• _WHAT THIS TASK INVOLVES_
Using the data beneath this instruction, retype only the lines from the one that contains "#[async_trait]" down to the one that contains "liveness, never 503.", both included, exactly as they appear.

• _GIVEN INFORMATION_

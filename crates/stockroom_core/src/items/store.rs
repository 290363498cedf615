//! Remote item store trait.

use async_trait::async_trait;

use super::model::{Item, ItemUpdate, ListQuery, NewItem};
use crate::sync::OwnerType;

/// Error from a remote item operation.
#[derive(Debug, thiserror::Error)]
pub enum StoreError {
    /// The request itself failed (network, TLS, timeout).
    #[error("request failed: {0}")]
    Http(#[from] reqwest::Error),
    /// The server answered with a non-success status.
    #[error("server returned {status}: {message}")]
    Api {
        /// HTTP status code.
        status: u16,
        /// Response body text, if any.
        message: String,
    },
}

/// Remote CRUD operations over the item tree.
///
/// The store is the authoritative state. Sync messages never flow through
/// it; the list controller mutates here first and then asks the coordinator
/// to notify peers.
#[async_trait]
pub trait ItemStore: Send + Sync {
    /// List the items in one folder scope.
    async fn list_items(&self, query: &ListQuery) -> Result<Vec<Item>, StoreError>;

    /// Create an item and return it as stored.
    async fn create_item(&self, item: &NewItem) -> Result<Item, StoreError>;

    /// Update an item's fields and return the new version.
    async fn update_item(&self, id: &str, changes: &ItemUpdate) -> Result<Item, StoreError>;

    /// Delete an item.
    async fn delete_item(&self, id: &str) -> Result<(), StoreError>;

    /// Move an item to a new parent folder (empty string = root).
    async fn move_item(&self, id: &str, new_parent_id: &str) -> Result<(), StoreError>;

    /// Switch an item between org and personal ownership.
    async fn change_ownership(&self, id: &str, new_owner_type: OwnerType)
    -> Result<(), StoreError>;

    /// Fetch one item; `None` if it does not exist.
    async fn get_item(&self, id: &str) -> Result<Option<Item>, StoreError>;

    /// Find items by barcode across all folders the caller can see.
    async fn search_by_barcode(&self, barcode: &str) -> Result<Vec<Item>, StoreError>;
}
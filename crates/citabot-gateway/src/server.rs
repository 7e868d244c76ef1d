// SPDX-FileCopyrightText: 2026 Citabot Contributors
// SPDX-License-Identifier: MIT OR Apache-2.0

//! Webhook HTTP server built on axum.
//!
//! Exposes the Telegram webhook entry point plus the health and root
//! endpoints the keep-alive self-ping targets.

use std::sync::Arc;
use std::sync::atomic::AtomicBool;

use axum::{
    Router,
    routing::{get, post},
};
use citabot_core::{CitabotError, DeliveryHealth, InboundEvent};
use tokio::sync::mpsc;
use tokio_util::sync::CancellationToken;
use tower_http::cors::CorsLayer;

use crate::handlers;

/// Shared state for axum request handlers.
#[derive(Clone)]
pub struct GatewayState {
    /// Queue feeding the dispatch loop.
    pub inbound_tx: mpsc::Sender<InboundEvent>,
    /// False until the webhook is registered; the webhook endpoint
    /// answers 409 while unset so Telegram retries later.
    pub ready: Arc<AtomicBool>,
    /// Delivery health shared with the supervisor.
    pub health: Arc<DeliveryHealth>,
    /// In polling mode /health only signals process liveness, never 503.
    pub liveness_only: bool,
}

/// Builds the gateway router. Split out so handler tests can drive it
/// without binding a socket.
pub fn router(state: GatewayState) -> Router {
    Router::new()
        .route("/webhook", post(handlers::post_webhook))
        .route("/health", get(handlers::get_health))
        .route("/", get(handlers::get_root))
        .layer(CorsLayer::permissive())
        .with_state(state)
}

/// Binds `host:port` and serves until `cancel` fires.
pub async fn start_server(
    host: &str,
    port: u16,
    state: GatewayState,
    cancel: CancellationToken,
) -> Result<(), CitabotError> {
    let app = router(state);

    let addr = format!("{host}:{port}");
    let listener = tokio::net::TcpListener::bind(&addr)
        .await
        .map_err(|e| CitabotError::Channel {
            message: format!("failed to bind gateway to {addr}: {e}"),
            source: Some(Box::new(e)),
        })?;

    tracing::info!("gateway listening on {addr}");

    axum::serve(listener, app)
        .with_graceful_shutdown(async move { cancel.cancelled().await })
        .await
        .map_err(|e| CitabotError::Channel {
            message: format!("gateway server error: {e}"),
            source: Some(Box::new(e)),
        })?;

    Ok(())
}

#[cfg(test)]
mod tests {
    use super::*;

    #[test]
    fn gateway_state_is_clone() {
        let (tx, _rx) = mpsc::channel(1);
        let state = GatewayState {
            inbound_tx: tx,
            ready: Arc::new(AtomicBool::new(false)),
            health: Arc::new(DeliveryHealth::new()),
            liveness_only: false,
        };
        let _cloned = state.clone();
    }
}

* * *

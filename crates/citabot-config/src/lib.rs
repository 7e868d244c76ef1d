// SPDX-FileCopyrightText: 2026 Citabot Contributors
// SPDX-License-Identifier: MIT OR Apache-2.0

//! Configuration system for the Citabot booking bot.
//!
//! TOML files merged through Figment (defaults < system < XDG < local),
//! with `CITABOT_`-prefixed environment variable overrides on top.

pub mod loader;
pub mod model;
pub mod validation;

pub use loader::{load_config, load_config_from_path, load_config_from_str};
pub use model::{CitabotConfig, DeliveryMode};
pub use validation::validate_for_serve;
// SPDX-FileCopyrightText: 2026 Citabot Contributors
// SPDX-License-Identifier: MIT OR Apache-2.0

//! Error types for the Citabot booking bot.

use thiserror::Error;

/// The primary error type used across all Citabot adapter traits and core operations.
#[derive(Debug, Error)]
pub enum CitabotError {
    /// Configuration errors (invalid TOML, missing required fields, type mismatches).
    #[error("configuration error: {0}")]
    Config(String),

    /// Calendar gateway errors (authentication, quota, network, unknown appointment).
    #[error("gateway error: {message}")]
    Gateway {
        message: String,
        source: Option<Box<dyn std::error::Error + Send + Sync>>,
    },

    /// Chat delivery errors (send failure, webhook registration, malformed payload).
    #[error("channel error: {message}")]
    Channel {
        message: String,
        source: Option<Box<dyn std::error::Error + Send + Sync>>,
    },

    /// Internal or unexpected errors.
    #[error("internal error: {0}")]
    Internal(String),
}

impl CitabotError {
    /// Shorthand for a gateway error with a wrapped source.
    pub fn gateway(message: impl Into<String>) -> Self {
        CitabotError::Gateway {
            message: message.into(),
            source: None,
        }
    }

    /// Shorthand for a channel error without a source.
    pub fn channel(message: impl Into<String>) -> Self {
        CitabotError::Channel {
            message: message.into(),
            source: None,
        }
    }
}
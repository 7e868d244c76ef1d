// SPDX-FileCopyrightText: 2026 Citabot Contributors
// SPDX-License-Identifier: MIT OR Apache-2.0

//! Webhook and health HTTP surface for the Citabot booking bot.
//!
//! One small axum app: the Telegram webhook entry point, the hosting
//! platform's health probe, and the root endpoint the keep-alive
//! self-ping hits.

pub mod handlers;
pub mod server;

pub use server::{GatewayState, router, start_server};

--

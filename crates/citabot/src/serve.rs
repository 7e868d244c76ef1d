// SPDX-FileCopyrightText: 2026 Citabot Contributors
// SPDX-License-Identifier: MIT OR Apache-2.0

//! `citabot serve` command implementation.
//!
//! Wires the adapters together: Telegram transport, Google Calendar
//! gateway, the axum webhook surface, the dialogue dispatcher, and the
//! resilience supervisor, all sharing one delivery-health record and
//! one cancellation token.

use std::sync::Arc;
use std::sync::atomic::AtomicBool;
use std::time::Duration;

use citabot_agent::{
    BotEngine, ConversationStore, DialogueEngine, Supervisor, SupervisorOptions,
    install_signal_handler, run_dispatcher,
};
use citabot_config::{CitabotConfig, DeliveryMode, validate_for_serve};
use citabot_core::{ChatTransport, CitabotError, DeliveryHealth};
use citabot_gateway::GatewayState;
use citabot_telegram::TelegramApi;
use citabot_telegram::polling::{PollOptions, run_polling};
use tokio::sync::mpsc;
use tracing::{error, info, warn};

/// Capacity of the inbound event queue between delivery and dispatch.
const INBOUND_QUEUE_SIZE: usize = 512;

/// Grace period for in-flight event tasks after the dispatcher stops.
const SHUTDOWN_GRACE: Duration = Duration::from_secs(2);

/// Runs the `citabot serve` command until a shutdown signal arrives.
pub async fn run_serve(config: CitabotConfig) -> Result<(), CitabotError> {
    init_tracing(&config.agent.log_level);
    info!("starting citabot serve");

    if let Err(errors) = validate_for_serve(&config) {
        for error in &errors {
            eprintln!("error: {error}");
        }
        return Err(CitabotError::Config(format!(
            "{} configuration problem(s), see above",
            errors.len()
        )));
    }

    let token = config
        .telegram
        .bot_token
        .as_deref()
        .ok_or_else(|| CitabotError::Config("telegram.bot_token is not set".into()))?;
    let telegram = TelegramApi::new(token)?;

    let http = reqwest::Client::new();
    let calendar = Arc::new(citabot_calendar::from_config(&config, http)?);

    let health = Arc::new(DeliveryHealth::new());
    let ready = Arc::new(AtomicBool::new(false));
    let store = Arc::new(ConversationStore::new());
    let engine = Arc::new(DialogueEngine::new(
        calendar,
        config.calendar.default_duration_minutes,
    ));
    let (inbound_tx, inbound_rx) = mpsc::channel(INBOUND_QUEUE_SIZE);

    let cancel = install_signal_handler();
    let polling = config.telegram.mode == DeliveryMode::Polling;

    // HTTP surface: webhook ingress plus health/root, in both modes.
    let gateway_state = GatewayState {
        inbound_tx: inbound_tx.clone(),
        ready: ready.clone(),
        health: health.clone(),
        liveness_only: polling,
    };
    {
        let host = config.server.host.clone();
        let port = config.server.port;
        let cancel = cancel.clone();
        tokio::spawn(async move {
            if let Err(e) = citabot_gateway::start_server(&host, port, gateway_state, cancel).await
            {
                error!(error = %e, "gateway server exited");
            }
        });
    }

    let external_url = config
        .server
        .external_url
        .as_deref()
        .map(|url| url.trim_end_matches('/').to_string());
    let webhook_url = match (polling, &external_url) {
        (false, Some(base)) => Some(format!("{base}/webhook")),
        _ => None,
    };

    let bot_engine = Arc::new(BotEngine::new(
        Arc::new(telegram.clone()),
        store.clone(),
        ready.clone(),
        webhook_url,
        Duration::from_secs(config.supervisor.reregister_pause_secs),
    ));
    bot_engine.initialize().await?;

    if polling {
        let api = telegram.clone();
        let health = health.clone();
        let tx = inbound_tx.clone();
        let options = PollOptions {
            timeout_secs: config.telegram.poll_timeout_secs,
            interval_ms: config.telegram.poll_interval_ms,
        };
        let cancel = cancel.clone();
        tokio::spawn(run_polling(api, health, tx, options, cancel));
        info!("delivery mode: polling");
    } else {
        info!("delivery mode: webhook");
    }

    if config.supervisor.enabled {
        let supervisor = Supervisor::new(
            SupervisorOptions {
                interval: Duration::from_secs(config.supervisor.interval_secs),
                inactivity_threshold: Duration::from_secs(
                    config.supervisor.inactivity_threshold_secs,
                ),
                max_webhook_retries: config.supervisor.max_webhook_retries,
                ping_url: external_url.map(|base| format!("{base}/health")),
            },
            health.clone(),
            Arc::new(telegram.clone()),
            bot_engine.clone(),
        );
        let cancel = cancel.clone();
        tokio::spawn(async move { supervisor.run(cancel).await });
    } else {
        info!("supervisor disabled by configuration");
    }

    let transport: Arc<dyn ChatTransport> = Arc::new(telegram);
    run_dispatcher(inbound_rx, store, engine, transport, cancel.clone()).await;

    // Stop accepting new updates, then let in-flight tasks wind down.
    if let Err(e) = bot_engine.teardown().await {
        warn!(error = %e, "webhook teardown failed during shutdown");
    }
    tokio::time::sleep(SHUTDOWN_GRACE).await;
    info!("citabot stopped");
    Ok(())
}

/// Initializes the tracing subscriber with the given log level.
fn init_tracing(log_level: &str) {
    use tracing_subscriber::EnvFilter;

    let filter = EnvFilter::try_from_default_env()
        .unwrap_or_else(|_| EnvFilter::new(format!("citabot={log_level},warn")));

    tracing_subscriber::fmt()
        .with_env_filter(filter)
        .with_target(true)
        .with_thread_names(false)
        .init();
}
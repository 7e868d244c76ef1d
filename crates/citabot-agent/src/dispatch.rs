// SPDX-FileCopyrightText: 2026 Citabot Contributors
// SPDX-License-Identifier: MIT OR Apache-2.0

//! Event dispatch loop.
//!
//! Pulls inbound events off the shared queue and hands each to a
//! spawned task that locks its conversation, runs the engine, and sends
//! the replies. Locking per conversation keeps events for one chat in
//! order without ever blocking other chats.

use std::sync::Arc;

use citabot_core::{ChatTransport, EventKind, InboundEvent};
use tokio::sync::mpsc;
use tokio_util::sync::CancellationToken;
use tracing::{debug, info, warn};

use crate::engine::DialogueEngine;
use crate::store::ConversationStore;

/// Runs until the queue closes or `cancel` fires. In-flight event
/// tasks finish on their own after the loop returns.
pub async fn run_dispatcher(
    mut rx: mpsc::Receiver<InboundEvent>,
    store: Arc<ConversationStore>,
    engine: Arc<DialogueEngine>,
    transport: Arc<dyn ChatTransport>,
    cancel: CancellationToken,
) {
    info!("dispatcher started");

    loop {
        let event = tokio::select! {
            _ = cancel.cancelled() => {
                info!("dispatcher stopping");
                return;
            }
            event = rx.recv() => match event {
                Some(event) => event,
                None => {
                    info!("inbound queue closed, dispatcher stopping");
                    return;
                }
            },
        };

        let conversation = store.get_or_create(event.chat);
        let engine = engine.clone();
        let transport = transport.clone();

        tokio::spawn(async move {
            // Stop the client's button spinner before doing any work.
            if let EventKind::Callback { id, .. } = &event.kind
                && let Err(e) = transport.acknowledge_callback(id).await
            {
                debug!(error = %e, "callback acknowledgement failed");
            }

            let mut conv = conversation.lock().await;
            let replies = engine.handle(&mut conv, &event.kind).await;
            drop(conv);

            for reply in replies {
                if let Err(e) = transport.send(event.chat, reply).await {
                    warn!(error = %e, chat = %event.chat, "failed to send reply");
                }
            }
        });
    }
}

• _YOUR SOLUTION_
#[async_trait]
pub trait ItemStore: Send + Sync {
    /// List the items in one folder scope.
    async fn list_items(&self, query: &ListQuery) -> Result<Vec<Item>, StoreError>;

    /// Create an item and return it as stored.
    async fn create_item(&self, item: &NewItem) -> Result<Item, StoreError>;

    /// Update an item's fields and return the new version.
    async fn update_item(&self, id: &str, changes: &ItemUpdate) -> Result<Item, StoreError>;

    /// Delete an item.
    async fn delete_item(&self, id: &str) -> Result<(), StoreError>;

    /// Move an item to a new parent folder (empty string = root).
    async fn move_item(&self, id: &str, new_parent_id: &str) -> Result<(), StoreError>;

    /// Switch an item between org and personal ownership.
    async fn change_ownership(&self, id: &str, new_owner_type: OwnerType)
    -> Result<(), StoreError>;

    /// Fetch one item; `None` if it does not exist.
    async fn get_item(&self, id: &str) -> Result<Option<Item>, StoreError>;

    /// Find items by barcode across all folders the caller can see.
    async fn search_by_barcode(&self, barcode: &str) -> Result<Vec<Item>, StoreError>;
}
filename crates/citabot-gateway/src/server.rs
repository 7e868d244c76ef1d
// SPDX-FileCopyrightText: 2026 Citabot Contributors
// SPDX-License-Identifier: MIT OR Apache-2.0

//! Webhook HTTP server built on axum.
//!
//! Exposes the Telegram webhook entry point plus the health and root
//! endpoints the keep-alive self-ping targets.

use std::sync::Arc;
use std::sync::atomic::AtomicBool;

use axum::{
    Router,
    routing::{get, post},
};
use citabot_core::{CitabotError, DeliveryHealth, InboundEvent};
use tokio::sync::mpsc;
use tokio_util::sync::CancellationToken;
use tower_http::cors::CorsLayer;

use crate::handlers;

/// Shared state for axum request handlers.
#[derive(Clone)]
pub struct GatewayState {
    /// Queue feeding the dispatch loop.
    pub inbound_tx: mpsc::Sender<InboundEvent>,
    /// False until the webhook is registered; the webhook endpoint
    /// answers 409 while unset so Telegram retries later.
    pub ready: Arc<AtomicBool>,
    /// Delivery health shared with the supervisor.
    pub health: Arc<DeliveryHealth>,
    /// In polling mode /health only signals process liveness, never 503.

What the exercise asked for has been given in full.